One principle throughout this document has been “respect the team”, because true product value originates there. If teams are constantly fragmented and their cohesion degraded by enterprise operating models and governance mandates, their ability to creatively solve business problems is hampered. Command and control replace emergence, motivation declines, and valuable creativity is lost. Enterprise Architecture must protect the precious resource that is the high-performing, collaborative, creative team. As we have discussed, imposing multiple governance checkpoints itself adds risk. And while it is inevitable that the team will be subject to organization-wide mandates, they should be given the benefit of the doubt when autonomy collides with standardization.

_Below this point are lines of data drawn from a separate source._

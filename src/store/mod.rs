//! Store Module
//!
//! Boundary to the document store holding movie documents.

mod document;
mod memory;

use async_trait::async_trait;
use serde_json::Value;

use crate::catalog::Movie;
use crate::error::StoreError;
use crate::query::{FilterSpec, SortSpec};

pub use document::{candidates, compare_values, matches, resolve, values_equal};
pub use memory::MemoryStore;

/// Operations the catalog needs from the document store.
///
/// Only `all_movies` is used by the caches; the remaining operations serve
/// the API layer.
#[async_trait]
pub trait MovieStore: Send + Sync {
    /// Reads the whole movie collection in one operation.
    async fn all_movies(&self) -> Result<Vec<Movie>, StoreError>;

    async fn find_by_id(&self, id: i64) -> Result<Option<Movie>, StoreError>;

    /// Replaces the document with the given id. Returns false if none exists.
    async fn update_by_id(&self, id: i64, movie: Movie) -> Result<bool, StoreError>;

    /// Distinct non-null values at `field` among matching documents.
    async fn distinct(&self, field: &str, filter: &FilterSpec) -> Result<Vec<Value>, StoreError>;

    async fn count(&self, filter: &FilterSpec) -> Result<u64, StoreError>;

    async fn find(
        &self,
        filter: &FilterSpec,
        sort: Option<&SortSpec>,
        skip: usize,
        limit: usize,
    ) -> Result<Vec<Movie>, StoreError>;
}
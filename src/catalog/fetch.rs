//! Fetch functions behind the catalog caches.

use std::sync::Arc;

use async_trait::async_trait;
use tracing::debug;

use super::aggregate::{reduce, AggregateEntity, Extractor};
use super::movie::Movie;
use crate::cache::{Fetch, SnapshotCache};
use crate::error::FetchError;
use crate::store::MovieStore;

/// Bulk-reads the complete movie collection.
pub struct MovieFetcher {
    store: Arc<dyn MovieStore>,
}

impl MovieFetcher {
    pub fn new(store: Arc<dyn MovieStore>) -> Self {
        Self { store }
    }
}

#[async_trait]
impl Fetch<Vec<Movie>> for MovieFetcher {
    async fn fetch(&self) -> Result<Vec<Movie>, FetchError> {
        let movies = self.store.all_movies().await?;
        debug!(count = movies.len(), "fetched movie collection");
        Ok(movies)
    }
}

/// Derives an aggregate list from the movie cache's current snapshot.
pub struct AggregateFetcher {
    movies: SnapshotCache<Vec<Movie>>,
    extract: Extractor,
}

impl AggregateFetcher {
    pub fn new(movies: SnapshotCache<Vec<Movie>>, extract: Extractor) -> Self {
        Self { movies, extract }
    }
}

#[async_trait]
impl Fetch<Vec<AggregateEntity>> for AggregateFetcher {
    async fn fetch(&self) -> Result<Vec<AggregateEntity>, FetchError> {
        let movies = self
            .movies
            .get_config()
            .await
            .map_err(|err| FetchError::dependency(self.movies.name(), err))?;
        Ok(reduce(&movies, self.extract))
    }
}
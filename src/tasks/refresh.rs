//! Cache Refresh Task
//!
//! Background task that periodically refreshes a snapshot cache.

use std::time::Duration;

use tokio::task::JoinHandle;
use tracing::{debug, info, warn};

use crate::cache::{Refresh, SnapshotCache};

/// Spawns a background task that refreshes `cache` every `interval`.
///
/// The task runs in an infinite loop, sleeping for the interval before each
/// refresh, so the first tick happens one full interval after spawning.
/// Ticks that land while a fetch is in flight collapse into that fetch.
///
/// # Returns
/// A JoinHandle for the spawned task, aborted when the cache shuts down.
///
/// # Example
/// ```ignore
/// let handle = spawn_refresh_task(cache.clone(), Duration::from_secs(3600));
/// // Later, during shutdown:
/// handle.abort();
/// ```
pub fn spawn_refresh_task<T>(cache: SnapshotCache<T>, interval: Duration) -> JoinHandle<()>
where
    T: Send + Sync + 'static,
{
    tokio::spawn(async move {
        info!(
            cache = cache.name(),
            "Starting refresh task with interval of {} seconds",
            interval.as_secs()
        );

        loop {
            tokio::time::sleep(interval).await;

            match cache.refresh().await {
                Refresh::Installed(_) => debug!(cache = cache.name(), "snapshot refreshed"),
                Refresh::Skipped => debug!(cache = cache.name(), "refresh tick skipped"),
                Refresh::Failed(err) => {
                    warn!(cache = cache.name(), error = %err, "scheduled refresh failed")
                }
            }
        }
    })
}

#[cfg(test)]
mod tests {
    use super::*;
    use crate::cache::{CacheOptions, Fetch};
    use crate::error::FetchError;
    use async_trait::async_trait;
    use std::sync::atomic::{AtomicU32, Ordering};
    use std::sync::Arc;

    struct Counter(Arc<AtomicU32>);

    #[async_trait]
    impl Fetch<u32> for Counter {
        async fn fetch(&self) -> Result<u32, FetchError> {
            Ok(self.0.fetch_add(1, Ordering::SeqCst) + 1)
        }
    }

    #[tokio::test(start_paused = true)]
    async fn test_refresh_task_installs_new_snapshots() {
        let counter = Arc::new(AtomicU32::new(0));
        let cache = SnapshotCache::new("ticks", Counter(counter.clone()), CacheOptions::manual());

        let handle = spawn_refresh_task(cache.clone(), Duration::from_secs(1));

        tokio::time::sleep(Duration::from_millis(2500)).await;
        while cache.status().in_flight {
            tokio::task::yield_now().await;
        }

        assert!(counter.load(Ordering::SeqCst) >= 2);
        assert_eq!(*cache.snapshot().unwrap(), counter.load(Ordering::SeqCst));

        handle.abort();
    }

    #[tokio::test(start_paused = true)]
    async fn test_refresh_task_waits_one_interval() {
        let counter = Arc::new(AtomicU32::new(0));
        let cache = SnapshotCache::new("ticks", Counter(counter.clone()), CacheOptions::manual());

        let handle = spawn_refresh_task(cache.clone(), Duration::from_secs(10));
        tokio::time::sleep(Duration::from_secs(5)).await;

        assert_eq!(counter.load(Ordering::SeqCst), 0);
        assert!(cache.snapshot().is_none());

        handle.abort();
    }

    #[tokio::test]
    async fn test_refresh_task_can_be_aborted() {
        let counter = Arc::new(AtomicU32::new(0));
        let cache = SnapshotCache::new("ticks", Counter(counter), CacheOptions::manual());

        let handle = spawn_refresh_task(cache, Duration::from_secs(1));

        // Abort immediately
        handle.abort();

        // Wait a bit and verify task is finished
        tokio::time::sleep(Duration::from_millis(100)).await;
        assert!(handle.is_finished(), "Task should be finished after abort");
    }
}
//! Request and Response models for the catalog API
//!
//! This module defines the DTOs (Data Transfer Objects) used for
//! serializing/deserializing HTTP request and response bodies.

pub mod requests;
pub mod responses;

pub use requests::{
    GenresQuery, GenresSource, MoviesQuery, PageQuery, SearchQuery, UpdateMovieRequest,
    DEFAULT_SORT_FIELD,
};
pub use responses::{
    ErrorResponse, MaxResponse, MovieResponse, MoviesResponse, NamedList, SearchResponse,
    StatusResponse, UpdateResponse,
};
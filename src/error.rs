//! Error types for the catalog service
//!
//! Provides unified error handling using thiserror.

use axum::{
    http::StatusCode,
    response::{IntoResponse, Response},
    Json,
};
use thiserror::Error;

use crate::models::ErrorResponse;

// == Fetch Error ==
/// Failure of a cache fetch.
///
/// Cloned into every waiter of a cold-start fetch and into every error
/// handler, so it only carries owned, clonable data.
#[derive(Error, Debug, Clone, PartialEq)]
pub enum FetchError {
    /// The store collaborator failed
    #[error("store read failed: {0}")]
    Store(String),

    /// An upstream cache could not provide its snapshot
    #[error("dependency `{cache}` unavailable: {source}")]
    Dependency {
        cache: String,
        #[source]
        source: Box<FetchError>,
    },

    /// The fetch task ended without producing a result
    #[error("fetch interrupted before completion")]
    Interrupted,

    /// The cache has been shut down
    #[error("cache is shut down")]
    Closed,
}

impl FetchError {
    /// Wraps an upstream cache failure without hiding the original cause.
    pub fn dependency(cache: impl Into<String>, source: FetchError) -> Self {
        FetchError::Dependency {
            cache: cache.into(),
            source: Box::new(source),
        }
    }

    /// Returns the innermost error of a dependency chain.
    pub fn root_cause(&self) -> &FetchError {
        match self {
            FetchError::Dependency { source, .. } => source.root_cause(),
            other => other,
        }
    }
}

// == Store Error ==
/// Errors raised by the document store collaborator.
#[derive(Error, Debug)]
pub enum StoreError {
    /// Backing file could not be read
    #[error("store io error: {0}")]
    Io(#[from] std::io::Error),

    /// Documents could not be decoded or encoded
    #[error("store decode error: {0}")]
    Decode(#[from] serde_json::Error),
}

impl From<StoreError> for FetchError {
    fn from(err: StoreError) -> Self {
        FetchError::Store(err.to_string())
    }
}

// == Catalog Error Enum ==
/// Request-level error for the catalog API.
#[derive(Error, Debug)]
pub enum CatalogError {
    /// Malformed query parameter or request body
    #[error("Invalid parameter: {0}")]
    InvalidParameter(String),

    /// Requested document does not exist
    #[error("Not found: {0}")]
    NotFound(String),

    /// A cache has no snapshot to serve
    #[error("Data unavailable: {0}")]
    Unavailable(#[from] FetchError),

    /// Store collaborator failure
    #[error("Store error: {0}")]
    Store(#[from] StoreError),
}

// == IntoResponse Implementation ==
impl IntoResponse for CatalogError {
    fn into_response(self) -> Response {
        let status = match &self {
            CatalogError::InvalidParameter(_) => StatusCode::BAD_REQUEST,
            CatalogError::NotFound(_) => StatusCode::NOT_FOUND,
            CatalogError::Unavailable(_) => StatusCode::SERVICE_UNAVAILABLE,
            CatalogError::Store(_) => StatusCode::INTERNAL_SERVER_ERROR,
        };

        (status, Json(ErrorResponse::new(self.to_string()))).into_response()
    }
}

// == Result Type Alias ==
/// Convenience Result type for the catalog service.
pub type Result<T> = std::result::Result<T, CatalogError>;
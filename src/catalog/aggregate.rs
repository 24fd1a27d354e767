//! Aggregate entities derived from the movie snapshot.
//!
//! Directors, actors and polls are never stored on their own. Each is
//! rebuilt by scanning every movie once and keeping, per entity, the best
//! rating and the largest rating count among the movies it appears in.

use std::cmp::Ordering;
use std::collections::HashMap;
use std::fmt;

use serde::Serialize;
use tracing::debug;

use super::movie::{Association, Movie};

/// Pulls the associated entities of one kind out of a movie.
///
/// `None` marks an entry whose wrapper is malformed (an actor slot with no
/// actor); the reduction skips it.
pub type Extractor = for<'a> fn(&'a Movie) -> Vec<Option<&'a Association>>;

// == Aggregate Entity ==
/// Entity with running maxima over the movies it is associated with.
#[derive(Debug, Clone, PartialEq, Serialize)]
#[serde(rename_all = "camelCase")]
pub struct AggregateEntity {
    #[serde(rename = "_id")]
    pub id: String,
    pub name: String,
    pub max_rating: f64,
    pub max_rating_count: u64,
}

/// Output ordering: most rated first, then best rated, then id.
pub fn ranking(a: &AggregateEntity, b: &AggregateEntity) -> Ordering {
    b.max_rating_count
        .cmp(&a.max_rating_count)
        .then_with(|| b.max_rating.total_cmp(&a.max_rating))
        .then_with(|| a.id.cmp(&b.id))
}

// == Aggregate Kind ==
#[derive(Debug, Clone, Copy, PartialEq, Eq, Hash)]
pub enum AggregateKind {
    Actor,
    Director,
    Poll,
}

impl AggregateKind {
    pub const ALL: [AggregateKind; 3] = [
        AggregateKind::Actor,
        AggregateKind::Director,
        AggregateKind::Poll,
    ];

    /// Cache name, also the JSON key of list responses.
    pub fn name(self) -> &'static str {
        match self {
            AggregateKind::Actor => "actors",
            AggregateKind::Director => "directors",
            AggregateKind::Poll => "polls",
        }
    }

    pub fn extractor(self) -> Extractor {
        match self {
            AggregateKind::Actor => actors_of,
            AggregateKind::Director => directors_of,
            AggregateKind::Poll => polls_of,
        }
    }

    /// Movie field path holding this kind's ids, for movie filters.
    pub fn id_path(self) -> &'static str {
        match self {
            AggregateKind::Actor => "senscritique.actors.actor._id",
            AggregateKind::Director => "senscritique.directors._id",
            AggregateKind::Poll => "senscritique.polls._id",
        }
    }

    /// Default number of entries returned by the list endpoint.
    pub fn default_page_size(self) -> usize {
        match self {
            AggregateKind::Actor | AggregateKind::Director => 500,
            AggregateKind::Poll => 50,
        }
    }
}

impl fmt::Display for AggregateKind {
    fn fmt(&self, f: &mut fmt::Formatter<'_>) -> fmt::Result {
        f.write_str(self.name())
    }
}

fn directors_of(movie: &Movie) -> Vec<Option<&Association>> {
    movie.senscritique.directors.iter().map(Some).collect()
}

fn actors_of(movie: &Movie) -> Vec<Option<&Association>> {
    movie
        .senscritique
        .actors
        .iter()
        .map(|member| member.actor.as_ref())
        .collect()
}

fn polls_of(movie: &Movie) -> Vec<Option<&Association>> {
    movie
        .senscritique
        .polls
        .iter()
        .flatten()
        .map(Some)
        .collect()
}

// == Reduction ==
struct Running<'a> {
    name: &'a str,
    max_rating: f64,
    max_rating_count: u64,
}

/// Folds movies into one entry per associated entity id, sorted by `ranking`.
///
/// Entries without an id are skipped. The name kept for an entity is the
/// first one encountered.
pub fn reduce(movies: &[Movie], extract: Extractor) -> Vec<AggregateEntity> {
    let mut running: HashMap<&str, Running<'_>> = HashMap::new();
    let mut skipped = 0usize;

    for movie in movies {
        let rating = movie.rating();
        let rating_count = movie.rating_count();

        for association in extract(movie) {
            let Some((id, name)) = association.and_then(|a| {
                a.id.as_deref()
                    .filter(|id| !id.is_empty())
                    .map(|id| (id, a.name.as_str()))
            }) else {
                skipped += 1;
                continue;
            };

            running
                .entry(id)
                .and_modify(|entry| {
                    entry.max_rating = entry.max_rating.max(rating);
                    entry.max_rating_count = entry.max_rating_count.max(rating_count);
                })
                .or_insert(Running {
                    name,
                    max_rating: rating,
                    max_rating_count: rating_count,
                });
        }
    }

    if skipped > 0 {
        debug!(skipped, "skipped association entries without id");
    }

    let mut entities: Vec<AggregateEntity> = running
        .into_iter()
        .map(|(id, entry)| AggregateEntity {
            id: id.to_string(),
            name: entry.name.to_string(),
            max_rating: entry.max_rating,
            max_rating_count: entry.max_rating_count,
        })
        .collect();
    entities.sort_by(ranking);
    entities
}
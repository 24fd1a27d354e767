//! Background Tasks Module
//!
//! Contains background tasks that run periodically during server operation.
//!
//! # Tasks
//! - Cache refresh: re-runs a snapshot cache's fetch at its configured interval

mod refresh;

pub use refresh::spawn_refresh_task;
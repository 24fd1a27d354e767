//! Catalog Module
//!
//! Movie documents, the caches built on them, and the aggregate lists
//! derived from the movie snapshot.

mod aggregate;
mod fetch;
mod movie;
mod registry;
mod search;


pub use aggregate::{reduce, ranking, AggregateEntity, AggregateKind, Extractor};
pub use fetch::{AggregateFetcher, MovieFetcher};
pub use movie::{Association, CastMember, Movie, RatingStats, SensCritique, Tmdb};
pub use registry::{AggregateList, CatalogCaches, MovieList};
pub use search::rank_by_name;
//! In-memory movie store backed by a JSON document file.

use std::cmp::Ordering;
use std::path::Path;

use async_trait::async_trait;
use serde_json::Value;
use tokio::sync::RwLock;
use tracing::info;

use super::document::{candidates, compare_values, matches, values_equal};
use super::MovieStore;
use crate::catalog::Movie;
use crate::error::StoreError;
use crate::query::{FilterSpec, SortDirection, SortSpec};

/// Movie documents held in memory, in insertion order.
#[derive(Debug, Default)]
pub struct MemoryStore {
    movies: RwLock<Vec<Movie>>,
}

impl MemoryStore {
    pub fn with_movies(movies: Vec<Movie>) -> Self {
        Self {
            movies: RwLock::new(movies),
        }
    }

    /// Loads a JSON array of movie documents.
    pub async fn from_path(path: impl AsRef<Path>) -> Result<Self, StoreError> {
        let path = path.as_ref();
        let bytes = tokio::fs::read(path).await?;
        let movies: Vec<Movie> = serde_json::from_slice(&bytes)?;
        info!(
            "Loaded {} movie documents from {}",
            movies.len(),
            path.display()
        );
        Ok(Self::with_movies(movies))
    }

    /// Matching documents paired with their JSON form, in store order.
    async fn select(&self, filter: &FilterSpec) -> Vec<(Movie, Value)> {
        let movies = self.movies.read().await;
        movies
            .iter()
            .map(|movie| (movie, movie.to_document()))
            .filter(|(_, doc)| matches(doc, filter))
            .map(|(movie, doc)| (movie.clone(), doc))
            .collect()
    }
}

/// Missing values sort before present ones, as in ascending document order.
fn sort_key_order(a: &Value, b: &Value, field: &str) -> Ordering {
    let left = candidates(a, field).into_iter().next();
    let right = candidates(b, field).into_iter().next();
    match (left, right) {
        (None, None) => Ordering::Equal,
        (None, Some(_)) => Ordering::Less,
        (Some(_), None) => Ordering::Greater,
        (Some(x), Some(y)) => compare_values(x, y).unwrap_or(Ordering::Equal),
    }
}

#[async_trait]
impl MovieStore for MemoryStore {
    async fn all_movies(&self) -> Result<Vec<Movie>, StoreError> {
        Ok(self.movies.read().await.clone())
    }

    async fn find_by_id(&self, id: i64) -> Result<Option<Movie>, StoreError> {
        let movies = self.movies.read().await;
        Ok(movies.iter().find(|movie| movie.id == id).cloned())
    }

    async fn update_by_id(&self, id: i64, mut movie: Movie) -> Result<bool, StoreError> {
        let mut movies = self.movies.write().await;
        match movies.iter_mut().find(|existing| existing.id == id) {
            Some(existing) => {
                movie.id = id;
                *existing = movie;
                Ok(true)
            }
            None => Ok(false),
        }
    }

    async fn distinct(&self, field: &str, filter: &FilterSpec) -> Result<Vec<Value>, StoreError> {
        let mut values: Vec<Value> = Vec::new();
        for (_, doc) in self.select(filter).await {
            for value in candidates(&doc, field) {
                if !value.is_null() && !values.iter().any(|seen| values_equal(seen, value)) {
                    values.push(value.clone());
                }
            }
        }
        Ok(values)
    }

    async fn count(&self, filter: &FilterSpec) -> Result<u64, StoreError> {
        Ok(self.select(filter).await.len() as u64)
    }

    async fn find(
        &self,
        filter: &FilterSpec,
        sort: Option<&SortSpec>,
        skip: usize,
        limit: usize,
    ) -> Result<Vec<Movie>, StoreError> {
        let mut selected = self.select(filter).await;
        if let Some(sort) = sort {
            selected.sort_by(|(_, a), (_, b)| {
                let order = sort_key_order(a, b, &sort.field);
                match sort.direction {
                    SortDirection::Asc => order,
                    SortDirection::Desc => order.reverse(),
                }
            });
        }
        Ok(selected
            .into_iter()
            .skip(skip)
            .take(limit)
            .map(|(movie, _)| movie)
            .collect())
    }
}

When Enterprise Architecture takes on true Business Architecture questions, including how digital capabilities are to be enabled and enhanced, Agile insights become an input or kind of requirement to Business Architecture. What capabilities require high-performing, cross-functional teams? What capabilities can be supported by project-based temporary teams? And what capabilities should be outsourced? The more valuable and difficult the work, the more it calls for the careful development of a common mental model among a close-knit team over time. Driving organizational capability investment into long-running team structures becomes a strategy that organizational architects should consider as they develop the overall organizational portfolio.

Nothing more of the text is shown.